在一陣嘈雜聲中,裁判跳上了擂臺,走到中間,大聲宣佈:“勝利者,青竹宗!”

許墨握緊了拳頭,他明白青竹宗已經出線在望。

發生了什麼事情?

誰能告訴我發生了什麼事情?

一名觀衆在驚呼。

幾乎所有觀衆都在驚呼,他們怎麼也無法相信發生自己眼前的事實,這是那樣的不可思議,但又是如此的不可置疑。

青竹宗的勝利就像只能出現在傳奇故事裡的傳說,是不可驗證的傳說,而此刻,傳說竟照進了現實。

沒人能解釋,即便很多人都將其歸咎爲異寶,但區區一件異寶又怎會有如此威力,而且柳青芙——柳青芙根本就不是那種能夠催動異寶的人。

“誰!是誰!”赤霞宗的帶隊長老月阡陌大吼着,憤怒的目光幾乎掃過了場地裡每一個角落,所有人都表情都印入他的眼底,他在尋覓,尋覓着那個出手幫助青竹宗的人。

然而結果卻是讓他失望的,即便他已經竭力的尋找,可依舊沒有發現任何的蛛絲馬跡,在場的觀衆明顯都不具備幫助柳青芙的實力,更不像是能將一件至少是地級的異寶放心交給別人的人。

天啊,太不可思議了。

丹鼎派的長老穆子虛笑了起來,笑的譏諷而冷酷。這冷酷而譏諷的笑聲鑽進了月阡陌的耳朵裡,就像一把鋒利的冰錐,刺穿了他的耳膜。

他猛地回頭,面孔猙獰而恐怖:“你在笑什麼!”

“沒笑什麼,”穆子虛淡淡的說,“笑一個輸不起的人而已。”

旁人怕月阡陌,他可不怕;丹鼎派雖然在硬實力上不如赤霞宗,但勝在交遊廣闊,真鬥起來,赤霞宗絕不是丹鼎派的對手。

如此一來,肆意的嘲笑也就有了資本,相比起其他掌門宗主那想笑又不敢笑的表情,穆子虛感覺自己笑的坦然。

坦蕩蕩的笑,赤裸裸的嘲諷,還是嘲諷一個六品宗門的長老,這樣的感覺自己無比舒爽。

當然,他也利用笑聲成功的激怒了月阡陌,月阡陌可是以脾氣暴躁着稱的傢伙,驟然遭到如此嘲笑又怎會嚥下氣來。

他拿穆子虛沒有辦法,不代表拿場上的柳青芙沒有辦法,他看向柳青芙的目光裡,帶着兇狠的神色。

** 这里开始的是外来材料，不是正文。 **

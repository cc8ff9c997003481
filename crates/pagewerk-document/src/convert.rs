// SPDX-License-Identifier: PMPL-1.0-or-later
// Copyright (c) 2026 Jonathan D.A. Jewell (hyperpolymath) <jonathan.jewell@open.ac.uk>
//
// Conversion pipeline: registry snapshot → decode → layout → encode.
//
// Decodes run concurrently on tokio's blocking pool and are awaited in
// registry order, so placements never depend on which decode finishes first.
// The first failure abandons the run; nothing partial is returned.

use std::path::{Path, PathBuf};
use std::sync::Arc;

use pagewerk_core::error::{PagewerkError, Result};
use pagewerk_core::{ExportConfig, ImageEntry};
use tokio::task::JoinHandle;
use tracing::{debug, info, instrument};

use crate::image::{ImageCrateDecoder, ImageDecoder};
use crate::layout::{LayoutConfig, Placement, SizedImage, layout, page_count};
use crate::pdf::{DocumentEncoder, EncodeJob, PdfEncoder, PlacedImage};

/// Result of a successful conversion run.
#[derive(Debug, Clone)]
pub struct ExportedDocument {
    /// File name derived from the export settings, including extension.
    pub file_name: String,
    pub bytes: Vec<u8>,
    pub page_count: usize,
    /// One per input image, in registry order.
    pub placements: Vec<Placement>,
}

impl ExportedDocument {
    /// Write the document into `dir` under its file name and return the path.
    pub fn write_to_dir(&self, dir: impl AsRef<Path>) -> Result<PathBuf> {
        let path = dir.as_ref().join(&self.file_name);
        std::fs::write(&path, &self.bytes)?;
        info!("Wrote PDF to {}", path.display());
        Ok(path)
    }
}

/// Runs conversions with a pluggable decoder and encoder.
pub struct Converter<D = ImageCrateDecoder, E = PdfEncoder> {
    decoder: Arc<D>,
    encoder: Arc<E>,
}

impl Converter {
    /// Converter using the `image` crate and `printpdf`.
    pub fn pdf() -> Self {
        Self::new(ImageCrateDecoder, PdfEncoder)
    }
}

impl<D: ImageDecoder, E: DocumentEncoder> Converter<D, E> {
    pub fn new(decoder: D, encoder: E) -> Self {
        Self {
            decoder: Arc::new(decoder),
            encoder: Arc::new(encoder),
        }
    }

    /// Convert a registry snapshot into a finished document.
    #[instrument(skip_all, fields(images = snapshot.len(), paper = ?config.paper_size))]
    pub async fn convert(
        &self,
        snapshot: &[ImageEntry],
        config: &ExportConfig,
    ) -> Result<ExportedDocument> {
        if snapshot.is_empty() {
            return Err(PagewerkError::NothingToConvert);
        }

        let sized = self.decode_all(snapshot).await?;

        let layout_config = LayoutConfig::from(config);
        let placements = layout(&layout_config, &sized)?;
        let page_count = page_count(&placements);

        let file_name = config.file_name();
        let title = Path::new(&file_name)
            .file_stem()
            .and_then(|stem| stem.to_str())
            .unwrap_or(file_name.as_str())
            .to_owned();

        let job = EncodeJob {
            title,
            page_width: layout_config.page_width,
            page_height: layout_config.page_height,
            page_count,
            images: placements
                .iter()
                .zip(snapshot)
                .map(|(placement, entry)| PlacedImage {
                    placement: *placement,
                    data: Arc::clone(&entry.data),
                })
                .collect(),
        };

        let encoder = Arc::clone(&self.encoder);
        let bytes = tokio::task::spawn_blocking(move || encoder.encode(&job))
            .await
            .map_err(|err| PagewerkError::EncodeFailure(format!("encoder task failed: {err}")))??;

        info!(
            file_name = %file_name,
            page_count,
            bytes = bytes.len(),
            "Conversion complete"
        );

        Ok(ExportedDocument {
            file_name,
            bytes,
            page_count,
            placements,
        })
    }

    /// Decode every entry's dimensions concurrently, returning them in
    /// snapshot order.
    pub async fn decode_all(&self, snapshot: &[ImageEntry]) -> Result<Vec<SizedImage>> {
        let handles: Vec<JoinHandle<Result<_>>> = snapshot
            .iter()
            .map(|entry| {
                let decoder = Arc::clone(&self.decoder);
                let data = Arc::clone(&entry.data);
                let id = entry.id;
                tokio::task::spawn_blocking(move || decoder.dimensions(id, &data))
            })
            .collect();

        let mut sized = Vec::with_capacity(snapshot.len());
        for (entry, handle) in snapshot.iter().zip(handles) {
            let dimensions = handle.await.map_err(|err| PagewerkError::DecodeFailure {
                id: entry.id,
                detail: format!("decode task failed: {err}"),
            })??;
            debug!(id = %entry.id, ?dimensions, "Decoded");
            sized.push(SizedImage {
                id: entry.id,
                dimensions,
            });
        }
        Ok(sized)
    }
}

凌落風一見情勢不對,立刻向柳恆博使了個眼色,兩人一左一右而出,將月阡陌攔住。

“月長老,事已如此,赤霞宗應該服輸纔是。”凌落風說,同時將目光望向了司空血。

司空血畢竟是玲瓏盛會的組織者,若是選手在盛會上發生了什麼閃失,他的面上也無光,所以雖然不願意,仍然開口說道:“月長老,赤霞宗已經輸了,這是事實。”

月阡陌本想無視凌落風和柳恆博的,但司空血都已經說話的,他也不能不考慮這個邪月宗主,不夜城主的面子,只能強壓下出手的衝動,冷哼一聲,道:“司空血,你難道沒看見嗎?一定有人在外幫助了那個丫頭。”

說話間,還冷笑着看了凌落風一眼:“沒想到青竹宗背後還有這等高人,如此實力,恐怕凌宗主也有所不及吧。”

凌落風的面剎時一紅,他不是傻子,自然知道月阡陌的意思,的確有高人在背後暗助柳青芙。

但雖然知道月阡陌說的有道理,若說一件無主的異寶,即便是地級異寶,也不可能擊敗顏赤揚,只能是有人在後操縱,而這個人的實力甚至在他之上。

究竟是誰呢?凌落風心想;將所有可能的人物在腦海裡過了一遍,一一否定,最後也想不出個所以然,只能說道:“月長老,這種話可要講證據,能做到這一點的高手,恐怕非得是各大宗門的掌教,而這些人又怎可能去幫助我青竹宗的一名弟子呢?”

凌落風的意思很簡單:是的,你說有人暗中幫忙,是有這個可能;但如果你找不出這個幫忙的人是誰,我也不會承認。

月阡陌一時語塞,他確實找不到那個幫忙的人,如此人物既然出手,就不會讓他輕易尋到。

如此一來,場中所發生的一切都只是沒有證據的事實而已。

他只能冷哼一聲,說道:“輸了就輸了,我赤霞宗輸得起,只是我奉勸你凌落風一句話,玲瓏寶塔的水深的很,小心被淹死。”說完話,也不理會凌落風,自顧自的坐回位置上,眼觀鼻,鼻觀口起來。

凌落風長長的吁了口氣,與柳恆博對視一眼,具看出了對方眼中的無奈。

勝利固然是一件好事,可這樣的勝利卻已經超出了他們的控制範圍,看這些那些坐在主席臺上,表面不動神色,實際卻虎視眈眈的各派長老和宗主,凌落風就明白此事有些糟糕。

要知道任何地方都有財不露白的說法。

許墨卻遠不如凌落風想的那麼深遠,他只是單純的爲青竹宗的勝利而高興,現在青竹宗是一勝一負,而且這一勝還是在實力最的赤霞宗手中拿到的,不出意外,出現應該沒有問題。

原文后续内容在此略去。